Even if there is enough lithium to displace the 1 billion internal combustion engine cars that now pollute the earth with electric cars, it is the electronic waste problem – one of the most intractable problems now faced by humanity – that should dominate the question.
To wit, the authors write as follows:
Rechargeable lithium-based batteries have displaced nickel−cadmium and nickel metal hydride batteries to become the dominant energy supply components in portable consumer electronic products due to Li-ion’s superior energy density and slow discharge in idle mode.1 These advantages have also led to the adoption of lithium batteries in electric vehicles, military, and aerospace applications. Consequently, the global market for lithium batteries is projected to increase from $7.9 billion in 2008 to $8.6 billion in 2014.1 With a relatively short life span of about 2 to 4 years, rechargeable lithium batteries in portable electronic devices will contribute substantially to the increasing problem of electronic waste (e-waste), the fastest growing segment of the U.S. solid waste stream2,3…
…Lithium batteries contain potentially toxic materials including metals, such as copper, nickel,and lead, and organic chemicals, such as toxic and flammable electrolytes containing LiClO4, LiBF4, and LiPF6.4 Human and environmental exposures to these chemicals are typically regulated during the manufacture of lithium batteries through occupational health and safety laws, and potential fire hazards associated with their transportation are regulated through the U.S. Code of Federal Regulations (49 CFR 173.185),5 but there is inconsistent policy about the fate of discarded lithium batteries in e-waste that is distributed internationally.3,5,6 This study focused on metals in three types of batteries entering the waste stream, Li-ion and Li-poly batteries from older phones and lithium batteries from newer smartphones that are increasingly entering the waste stream.
It will not serve to repeat all the findings in this paper – one may refer to the original if one is interested – but it should suffice to say that the authors conclude as follows:
Results of this research indicate that rechargeable lithium based batteries associated with portable electronic products are potential sources of hazardous metal pollutants in the environment. These metal pollutants can adversely impact environmental quality and human health, particularly in regions of the world that lack infrastructure for solid waste collection, sorting, and recycling. This study has identified metals, Co, Cu, Ni, and Pb that, under simulated landfill conditions, would leach out concentrations that would exceed regulatory limits, thereby rendering their respective lithium batteries hazardous under U.S. federal and state laws. These results call for increased coordination of regulatory policies to support the recycling of portable rechargeable batteries, and for improved DfE strategies to reduce the levels of hazardous chemical components of consumer electronic products.
It is interesting to note that this weekend, about 1,000 protesters gathered in the Songjiang district of Shanghai to protest a plan by Hefei Guoxuan High-tech Power Energy Co Ltd to build a lithium battery plant there. The protest was made on environmental grounds.

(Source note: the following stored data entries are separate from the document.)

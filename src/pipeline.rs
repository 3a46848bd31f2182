//! The end-to-end pipeline: search → scrape → group → summarize → present.
//!
//! [`NewsService`] owns every collaborator. It is built once at startup and
//! shared by reference; nothing is cached between calls.

use crate::config::Settings;
use crate::error::PipelineError;
use crate::fetcher::{GNewsClient, NewsSearch, fetch_news};
use crate::grouper::group_by_topic;
use crate::models::{NewsSummaries, Topic};
use crate::orchestrator::{SCRAPE_WORKERS, scrape_all};
use crate::presenter::{no_summary_message, present};
use crate::scrapers::{HttpScraper, PageScraper};
use crate::sentiment::{PolarityScorer, VaderAnalyzer};
use crate::summarizer::{CHAT_MAX_SENTENCES, summarize_articles};
use crate::translate::{GoogleTranslator, MAX_CHUNK_CHARS, Translator, translate_text};
use reqwest::Client;
use std::time::Instant;
use tracing::{info, instrument, warn};

/// Articles requested per topic by [`NewsService::get_topic_summary`] callers by default.
pub const DEFAULT_NUM_ARTICLES: usize = 4;

/// The news summarization service and its collaborators.
pub struct NewsService<S, P, T> {
    search: S,
    scraper: P,
    translator: T,
    scorer: Box<dyn PolarityScorer>,
    workers: usize,
    chunk_chars: usize,
}

impl NewsService<GNewsClient, HttpScraper, GoogleTranslator> {
    /// Wire up the HTTP-backed collaborators from settings, sharing one client.
    pub fn from_settings(settings: &Settings, client: Client) -> Self {
        let api_key = settings.gnews_api_key.clone().unwrap_or_default();
        if api_key.is_empty() {
            warn!("No news search API key configured; searches will likely be rejected");
        }
        let search = GNewsClient::new(
            client.clone(),
            settings.search_endpoint.as_str(),
            api_key,
            settings.search_language.as_str(),
        );
        let scraper = HttpScraper::new(client.clone());
        let translator = GoogleTranslator::new(client, settings.translate_endpoint.as_str());

        NewsService::new(search, scraper, translator, Box::new(VaderAnalyzer::new()))
            .with_workers(settings.scrape_workers)
            .with_chunk_chars(settings.translate_chunk_chars)
    }
}

impl<S, P, T> NewsService<S, P, T>
where
    S: NewsSearch,
    P: PageScraper,
    T: Translator,
{
    pub fn new(search: S, scraper: P, translator: T, scorer: Box<dyn PolarityScorer>) -> Self {
        Self {
            search,
            scraper,
            translator,
            scorer,
            workers: SCRAPE_WORKERS,
            chunk_chars: MAX_CHUNK_CHARS,
        }
    }

    /// Override the number of concurrent scrapes.
    pub fn with_workers(mut self, workers: usize) -> Self {
        self.workers = workers;
        self
    }

    /// Override the translation chunk size.
    pub fn with_chunk_chars(mut self, chunk_chars: usize) -> Self {
        self.chunk_chars = chunk_chars;
        self
    }

    /// Summarize several topics at once.
    ///
    /// # Errors
    ///
    /// Returns [`PipelineError::NoArticles`] if no article survived scraping for any topic.
    #[instrument(level = "info", skip(self))]
    pub async fn get_news_summaries(
        &self,
        topics: &[Topic],
        max_per_topic: usize,
        max_sentences: usize,
    ) -> Result<NewsSummaries, PipelineError> {
        let t0 = Instant::now();
        let refs = fetch_news(&self.search, topics, max_per_topic).await;
        let articles = scrape_all(&self.scraper, &refs, self.workers).await;
        if articles.is_empty() {
            info!(refs = refs.len(), "No articles survived scraping");
            return Err(PipelineError::NoArticles);
        }

        let grouped = group_by_topic(&articles);
        let summaries = summarize_articles(&grouped, max_sentences, self.scorer.as_ref());
        info!(
            refs = refs.len(),
            articles = articles.len(),
            topics = summaries.len(),
            elapsed_ms = t0.elapsed().as_millis() as u64,
            "Built news summaries"
        );
        Ok(NewsSummaries {
            summaries,
            articles,
        })
    }

    /// Produce the rendered, possibly translated, summary message for one topic.
    ///
    /// Never fails: an empty result becomes a "could not find articles" message.
    ///
    /// # Arguments
    ///
    /// * `topic` - The user's topic
    /// * `num_articles` - Search result limit (see [`DEFAULT_NUM_ARTICLES`])
    /// * `target_lang` - Output language code
    #[instrument(level = "info", skip(self))]
    pub async fn get_topic_summary(&self, topic: &str, num_articles: usize, target_lang: &str) -> String {
        let topics = [topic.to_string()];
        let result = self
            .get_news_summaries(&topics, num_articles, CHAT_MAX_SENTENCES)
            .await
            .ok();
        self.render_topic(topic, result.as_ref(), target_lang).await
    }

    /// Render one topic's message from a run's result (`None` when the run found nothing).
    pub async fn render_topic(
        &self,
        topic: &str,
        result: Option<&NewsSummaries>,
        target_lang: &str,
    ) -> String {
        let Some(result) = result else {
            return present(&self.translator, topic, None, target_lang, self.chunk_chars).await;
        };
        match result.summary_for(topic) {
            Some(summary) => {
                present(
                    &self.translator,
                    topic,
                    Some(summary),
                    target_lang,
                    self.chunk_chars,
                )
                .await
            }
            None => {
                translate_text(
                    &self.translator,
                    &no_summary_message(topic),
                    target_lang,
                    self.chunk_chars,
                )
                .await
            }
        }
    }
}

I expect that people will note that many electric cars do not rely on lithium batteries, as the highly subsidized Tesla car for millionaires and billionaires does, but the question, “what does one do with (electronic) waste?” applies to all kinds of energy storage devices, even if – especially in connection with so called “renewable energy” – various kinds of energy storage are assumed to have neutral or negligible external costs, a claim that is ridiculous even with a cursory review of the thermodynamics of energy storage.
The case is not absolute, but it is instructive.